The efficiency of heat engine is \(30 \%\) If it gives \(30 \mathrm{KJ}\) heat to the heat sink, than it should have absorbed ....... KJ heat from heat source. (A) \(42.8\) (B) 39 (C) 29 (D) 9

Short Answer

Expert verified
The heat engine should have absorbed approximately 42.8 KJ of heat from the heat source.
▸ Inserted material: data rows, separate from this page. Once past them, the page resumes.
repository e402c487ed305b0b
use std::collections::HashMap;
use std::sync::Arc;

use conselho_types::events::ServerFrame;
use tokio::sync::{RwLock, mpsc};
use tracing::debug;
use uuid::Uuid;

/// What a connection's writer task puts on the wire.
#[derive(Debug)]
pub enum Outbound {
    Frame(ServerFrame),
    /// WebSocket-level ping from the heartbeat monitor
    Ping,
    /// Flush what is queued, send a close frame and stop
    Close,
}

/// Sending half of one socket's outbound queue.
///
/// Cloned into the registry, the room slot and the heartbeat monitor. Sending
/// to a socket that has gone away is not an error: the socket's own
/// disconnect path cleans up after it.
#[derive(Debug, Clone)]
pub struct ConnHandle {
    conn_id: Uuid,
    tx: mpsc::UnboundedSender<Outbound>,
}

impl ConnHandle {
    pub fn new() -> (Self, mpsc::UnboundedReceiver<Outbound>) {
        let (tx, rx) = mpsc::unbounded_channel();
        (
            Self {
                conn_id: Uuid::new_v4(),
                tx,
            },
            rx,
        )
    }

    pub fn conn_id(&self) -> Uuid {
        self.conn_id
    }

    /// Queue a frame. Returns `false` if the socket is already gone.
    pub fn send(&self, frame: ServerFrame) -> bool {
        self.tx.send(Outbound::Frame(frame)).is_ok()
    }

    pub fn ping(&self) -> bool {
        self.tx.send(Outbound::Ping).is_ok()
    }

    pub fn close(&self) {
        let _ = self.tx.send(Outbound::Close);
    }

    pub fn is_open(&self) -> bool {
        !self.tx.is_closed()
    }
}

/// Maps an authenticated identity to its current socket.
///
/// At most one socket per identity is addressable. A newer registration
/// replaces the older one without closing it. The older socket stays open but
/// stops receiving notifications.
#[derive(Clone, Default)]
pub struct ConnectionRegistry {
    inner: Arc<RwLock<HashMap<Uuid, ConnHandle>>>,
}

impl ConnectionRegistry {
    pub fn new() -> Self {
        Self::default()
    }

    /// Register `handle` as the current socket of `user_id`. Returns the
    /// handle it replaced, if any.
    pub async fn register(&self, user_id: Uuid, handle: ConnHandle) -> Option<ConnHandle> {
        let previous = self.inner.write().await.insert(user_id, handle);
        if let Some(prev) = &previous {
            debug!("user {} re-registered, superseding conn {}", user_id, prev.conn_id());
        }
        previous
    }

    pub async fn lookup(&self, user_id: Uuid) -> Option<ConnHandle> {
        self.inner
            .read()
            .await
            .get(&user_id)
            .filter(|h| h.is_open())
            .cloned()
    }

    /// Remove the entry, but only if `conn_id` still owns it.
    pub async fn unregister(&self, user_id: Uuid, conn_id: Uuid) -> bool {
        let mut map = self.inner.write().await;
        match map.get(&user_id) {
            Some(current) if current.conn_id() == conn_id => {
                map.remove(&user_id);
                true
            }
            _ => false,
        }
    }

    pub async fn len(&self) -> usize {
        self.inner.read().await.len()
    }
}

#[cfg(test)]
mod tests {
    use super::*;

    #[tokio::test]
    async fn newer_registration_wins_and_old_unregister_is_ignored() {
        let registry = ConnectionRegistry::new();
        let user = Uuid::new_v4();
        let (first, _rx1) = ConnHandle::new();
        let (second, _rx2) = ConnHandle::new();

        assert!(registry.register(user, first.clone()).await.is_none());
        let replaced = registry.register(user, second.clone()).await.unwrap();
        assert_eq!(replaced.conn_id(), first.conn_id());
        assert_eq!(registry.lookup(user).await.unwrap().conn_id(), second.conn_id());

        // The superseded tab disconnecting must not evict the new one.
        assert!(!registry.unregister(user, first.conn_id()).await);
        assert_eq!(registry.lookup(user).await.unwrap().conn_id(), second.conn_id());

        assert!(registry.unregister(user, second.conn_id()).await);
        assert!(registry.lookup(user).await.is_none());
        assert_eq!(registry.len().await, 0);
    }

    #[tokio::test]
    async fn superseded_handle_still_receives_direct_frames() {
        let registry = ConnectionRegistry::new();
        let user = Uuid::new_v4();
        let (first, mut rx1) = ConnHandle::new();
        let (second, _rx2) = ConnHandle::new();
        registry.register(user, first.clone()).await;
        registry.register(user, second).await;

        assert!(first.send(ServerFrame::AuthRequired));
        assert!(matches!(rx1.recv().await, Some(Outbound::Frame(ServerFrame::AuthRequired))));
    }

    #[tokio::test]
    async fn closed_sockets_are_not_addressable() {
        let registry = ConnectionRegistry::new();
        let user = Uuid::new_v4();
        let (handle, rx) = ConnHandle::new();
        registry.register(user, handle.clone()).await;
        drop(rx);

        assert!(!handle.send(ServerFrame::AuthRequired));
        assert!(registry.lookup(user).await.is_none());
    }
}
use axum::{
    extract::{Request, State},
    http::header,
    middleware::Next,
    response::Response,
};
use conselho_gateway::auth::AuthError;

use crate::AppState;
use crate::error::ApiError;

/// Validate the `Authorization: Bearer` token and attach the caller's
/// `Identity` to the request.
pub async fn require_auth(
    State(state): State<AppState>,
    mut req: Request,
    next: Next,
) -> Result<Response, ApiError> {
    let auth_header = req
        .headers()
        .get(header::AUTHORIZATION)
        .and_then(|v| v.to_str().ok())
        .ok_or(AuthError::MissingToken)?;

    let token = auth_header
        .strip_prefix("Bearer ")
        .ok_or(AuthError::MissingToken)?;

    let identity = state.gateway.auth().verify(token)?;

    req.extensions_mut().insert(identity);
    Ok(next.run(req).await)
}
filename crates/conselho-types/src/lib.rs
pub mod api;
pub mod events;
pub mod models;
//! Bot initialization
//!
//! This module contains:
//! - Command enum definition
//! - Bot instance creation

use reqwest::ClientBuilder;
use teloxide::prelude::*;
use teloxide::utils::command::BotCommands;

use crate::core::config::{self, Config};

/// Bot commands enum with descriptions
#[derive(BotCommands, Clone, Debug, PartialEq, Eq)]
#[command(rename_rule = "lowercase", description = "SteamDB bot commands:")]
pub enum Command {
    #[command(description = "what this bot does")]
    Start,
    #[command(description = "how to use the bot")]
    Help,
    #[command(description = "cache, registry and log statistics (admin only)")]
    Stats,
    #[command(description = "drop every cache entry (admin only)")]
    Clearcache,
    #[command(description = "drop expired cache entries (admin only)")]
    Clearexpired,
    #[command(description = "run a read-only SQL query (admin only)")]
    Sql(String),
}

/// Creates a Bot instance with custom or default API URL
///
/// # Returns
/// * `Ok(Bot)` - Successfully created bot instance
/// * `Err(anyhow::Error)` - Failed to create bot (invalid URL, HTTP client setup)
pub fn create_bot(config: &Config) -> anyhow::Result<Bot> {
    let client = ClientBuilder::new().timeout(config::network::telegram_timeout()).build()?;
    let bot = Bot::with_client(config.telegram_token.clone(), client);

    let bot = if let Some(bot_api_url) = &config.bot_api_url {
        log::info!("Using custom Bot API URL: {}", bot_api_url);
        let url = url::Url::parse(bot_api_url).map_err(|e| anyhow::anyhow!("Invalid BOT_API_URL: {}", e))?;
        bot.set_api_url(url)
    } else {
        bot
    };

    Ok(bot)
}

/// Sets up bot commands in Telegram UI. Admin commands stay hidden.
pub async fn setup_bot_commands(bot: &Bot) -> Result<(), teloxide::RequestError> {
    use teloxide::types::BotCommand;

    bot.set_my_commands(vec![
        BotCommand::new("start", "what this bot does"),
        BotCommand::new("help", "how to use the bot"),
    ])
    .await?;

    Ok(())
}
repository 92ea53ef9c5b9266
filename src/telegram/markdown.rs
//! MarkdownV2 rendering of lookup results and a parse-error tolerant sender.

use teloxide::prelude::*;
use teloxide::types::{ParseMode, Recipient};
use teloxide::RequestError;

use crate::core::utils::{escape_markdown_v2, escape_markdown_v2_entity};
use crate::steam::{SteamDbProfile, SteamProfile};

const SEPARATOR: &str = "\\-\\-\\-\\-\\-\\-\\-\\-\\-\\-";

/// Plain text, sent without a parse mode.
pub const LOADING_TEXT: &str = "Loading SteamDB data...";

fn is_markdown_parse_error(err: &RequestError) -> bool {
    err.to_string().to_lowercase().contains("can't parse entities")
}

/// Send a MarkdownV2 message and auto-escape on parse errors.
pub async fn send_message_markdown_v2(
    bot: &Bot,
    chat_id: impl Into<Recipient> + Clone,
    text: impl Into<String>,
) -> ResponseResult<Message> {
    let raw_text = text.into();
    let req = bot
        .send_message(chat_id.clone(), raw_text.clone())
        .parse_mode(ParseMode::MarkdownV2);

    match req.await {
        Ok(msg) => Ok(msg),
        Err(e) if is_markdown_parse_error(&e) => {
            let escaped = escape_markdown_v2(&raw_text);
            bot.send_message(chat_id, escaped).parse_mode(ParseMode::MarkdownV2).await
        }
        Err(e) => Err(e),
    }
}

/// `[text](url)`, or just the escaped text when there is no url.
fn link(text: &str, url: &str) -> String {
    if url.is_empty() {
        escape_markdown_v2(text)
    } else {
        format!("[{}]({})", escape_markdown_v2(text), escape_markdown_v2_entity(url))
    }
}

/// Card posted when an inline lookup result is chosen.
pub fn profile_card(profile: &SteamProfile) -> String {
    format!(
        "*{}*\n`{}`\n{}",
        escape_markdown_v2(&profile.display_name),
        escape_markdown_v2_entity(&profile.steam_id),
        link("Steam Profile", &profile.profile_url)
    )
}

/// Collection statistics card that replaces the profile card.
pub fn stats_card(stats: &SteamDbProfile) -> String {
    let row = |label: &str, value: &str| format!("*{}:*\t{}", escape_markdown_v2(label), escape_markdown_v2(value));

    [
        link(&stats.display_name, &stats.url_steam),
        SEPARATOR.to_string(),
        row("Level", &stats.level),
        row("Games", &stats.games),
        row("Played", &stats.games_played),
        SEPARATOR.to_string(),
        row("Account Value", &stats.price),
        row("Value with offers", &stats.price_lowest),
        row("Average Game price", &stats.price_average),
        row("Price per Hour", &stats.price_hour),
        SEPARATOR.to_string(),
        row("Hours", &stats.hours),
        row("Average Hours", &stats.hours_average),
        SEPARATOR.to_string(),
        format!("*SteamDB:*\t{}", link("Link", &stats.url_steamdb)),
    ]
    .join("\n")
}

pub fn fetching_notice(steam_id: &str) -> String {
    format!("Fetching Profile of {}. It may take some seconds...", steam_id)
}

pub fn upstream_down_text(steam_id: &str) -> String {
    format!(
        "Something bad happened while fetching the SteamDB Profile of *{}*\nMaybe SteamDB is down",
        escape_markdown_v2(steam_id)
    )
}

pub fn enrichment_not_found_text(steam_id: &str) -> String {
    format!("SteamDB has no data for *{}*", escape_markdown_v2(steam_id))
}
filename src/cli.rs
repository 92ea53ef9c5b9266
use clap::{Parser, Subcommand};

#[derive(Parser, Debug)]
#[command(name = "steamdb-bot")]
#[command(author, version, about = "Telegram inline bot for Steam profile and SteamDB lookups", long_about = None)]
pub struct Cli {
    #[command(subcommand)]
    pub command: Option<Commands>,
}

#[derive(Subcommand, Debug, PartialEq, Eq)]
pub enum Commands {
    /// Run the bot with long polling (default)
    Run,

    /// Resolve a Steam username or steamID once and print the result
    Lookup {
        /// Steam vanity name or 17-digit steamID
        query: String,

        /// Also fetch SteamDB statistics for the found profile
        #[arg(short, long)]
        enrich: bool,

        /// Print the reply as JSON
        #[arg(long)]
        json: bool,
    },

    /// Print cache, registry and interaction log statistics
    Stats,

    /// Remove cached SteamDB profiles
    ClearCache {
        /// Only remove entries whose TTL has passed
        #[arg(long)]
        expired: bool,
    },
}

impl Cli {
    pub fn parse_args() -> Self {
        Self::parse()
    }
}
The correct answer is (A).

Step by step solution

01

Write down the given information

We are given: - Efficiency of heat engine = 30% - Heat given to the heat sink = 30 KJ
02

Calculate work done by engine

Using the efficiency formula, we can calculate the work done by the engine: Efficiency = \(\frac{Work\_done\_by\_engine}{Heat\_absorbed\_from\_heat\_source}\) Rearrange the equation to find the work done by the engine: Work\_done\_by\_engine = Efficiency × Heat\_absorbed\_from\_heat\_source Since we don't know the heat absorbed from the heat source yet, let's represent it with the variable H: Work\_done\_by\_engine = 0.3 × H
03

Write the equation for heat absorbed from heat source

The heat absorbed from the heat source is equal to the sum of the heat given to the heat sink and the work done by the engine: Heat\_absorbed\_from\_heat\_source = Heat\_given\_to\_heat\_sink + Work\_done\_by\_engine Plug in the given values and the equation we obtained in Step 2: H = 30 + (0.3 × H)
04

Solve for H

Now we can solve the equation for H: 0.7 × H = 30 H = \(\frac{30}{0.7}\) H = 42.8571428571 KJ
05

Compare the result to the answer choices

Comparing our result to the answer choices, we find that: (A) 42.8 KJ is the closest to our calculated heat absorbed value. Therefore, the heat engine should have absorbed approximately 42.8 KJ of heat from the heat source. The correct answer is (A).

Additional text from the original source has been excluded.